Open DJMeng opened this issue 4 years ago • 5 comments

The model is imported into onnx, and converted into an engine file to infer on tensorrt7.0, which can be successfully inferred with trtexec, but the result of inference with the same input tensor into tensorrt7.0 is not the same as the inference result of the model in python. Any better solution about this?Thank you very much.

DJMeng avatar May 27 '20 00:05 DJMeng

same me,, but my onnx model can have the same result in trt5 and trt6, trt7 is different

CallmeZhangChenchen avatar Jun 15 '20 08:06 CallmeZhangChenchen

Hi, @CallmeZhangChenchen,

My inference at TensorRT 7.0 is also bad. How did you generate the ONNX model and test it in the trt6? I mean: did you use ONNX 1.5.0, Opset: 9.0, and onnx-tensorrt: 6.0 ? Thank you in advance.

tairen99 avatar Jul 08 '20 02:07 tairen99

Hi @tairen99

trt6 The way of use is the same as trt7 。

I didn't use onnx-trt, tensort comes with trtexec, you can try。

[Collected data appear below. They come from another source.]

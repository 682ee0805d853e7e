/// Disk cache tiers for raw feature vectors.
///
/// ```text
///   <cacheRoot>/<selectionDigest>/<id>.cache           combined (vector, label)
///   <dataRoot>/modular_repr_cache/<Block>/<id>.cache   per-block files
///   <dataRoot>/modular_repr_cache_columnar/<Block>.parquet
/// ```

pub mod block_store;
pub mod columnar;
pub mod combined;
pub mod digest;
pub mod io;
pub mod tiered;

pub use block_store::{BlockFileCache, BlockStore};
pub use columnar::ColumnarCache;
pub use combined::CombinedCache;
pub use tiered::{Tier, TierCounters, TieredCache};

I feel you should determine what the problem is, then go to tensorrt to mention issuse

CallmeZhangChenchen avatar Jul 09 '20 01:07 CallmeZhangChenchen

Hi, @CallmeZhangChenchen,

Thank you for your replay.

I could not use trtexec with the ONNX model that I generated due to the error "ERROR: builtin_op_importers.cpp:3271 In function importUpsample:". The trtexec command line is: "trtexec --onnx=craft_sim_9.onnx --dumpOutput --batch=1"

I was able to use the onnx-trt to convert this ONNX model into TRT engine file to walk around this issue, so I can test the model. The trtexec command line is: "trtexec --loadEngine=my_engine.trt --dumpOutput --batch=1 --safe --loadInputs=Input:imgbin.txt"

But the output from this execution prints all the information and tensors on the screen. Even though I can output this information to file, the file is around 200M. I do know how to grab the final output for verification.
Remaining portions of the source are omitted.